Below are entries. Pull out all lines containing "RefCell".
########################################
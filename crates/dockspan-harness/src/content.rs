#![forbid(unsafe_code)]

//! Hosted content stand-in.

use std::cell::RefCell;
use std::rc::Rc;

use dockspan_core::event::ElementId;
use dockspan_core::geometry::Size;
use dockspan_panel::{ContentResizeError, PanelContent};

/// Content with a fixed natural size that logs its resize calls.
#[derive(Debug, Clone)]
pub struct ScriptedContent {
    element: ElementId,
    size: Size,
    caption: Option<String>,
    icon: Option<String>,
    fail_resize: bool,
    resizes: Rc<RefCell<Vec<Size>>>,
}

impl ScriptedContent {
    #[must_use]
    pub fn new(width: f64, height: f64) -> Self {
        Self {
            element: ElementId::fresh(),
            size: Size::new(width, height),
            caption: None,
            icon: None,
            fail_resize: false,
            resizes: Rc::default(),
        }
    }

    #[must_use]
    pub fn with_caption(mut self, caption: impl Into<String>) -> Self {
        self.caption = Some(caption.into());
        self
    }

    #[must_use]
    pub fn with_icon(mut self, icon: impl Into<String>) -> Self {
        self.icon = Some(icon.into());
        self
    }

    /// Make every resize call fail.
    #[must_use]
    pub fn failing(mut self) -> Self {
        self.fail_resize = true;
        self
    }

    /// Shared log of the sizes the panel pushed into this content.
    #[must_use]
    pub fn resize_log(&self) -> Rc<RefCell<Vec<Size>>> {
        Rc::clone(&self.resizes)
    }

    #[must_use]
    pub fn boxed(self) -> Box<dyn PanelContent> {
        Box::new(self)
    }
}

impl PanelContent for ScriptedContent {
    fn element_id(&self) -> ElementId {
        self.element
    }

    fn client_size(&self) -> Size {
        self.size
    }

    fn caption(&self) -> Option<String> {
        self.caption.clone()
    }

    fn icon(&self) -> Option<String> {
        self.icon.clone()
    }

    fn resize(&mut self, width: f64, height: f64) -> Result<(), ContentResizeError> {
        self.resizes.borrow_mut().push(Size::new(width, height));
        if self.fail_resize {
            return Err(ContentResizeError::new(format!(
                "scripted failure at {width}x{height}"
            )));
        }
        Ok(())
    }
}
########################################
### Result below
use std::cell::RefCell;
    resizes: Rc<RefCell<Vec<Size>>>,
    pub fn resize_log(&self) -> Rc<RefCell<Vec<Size>>> {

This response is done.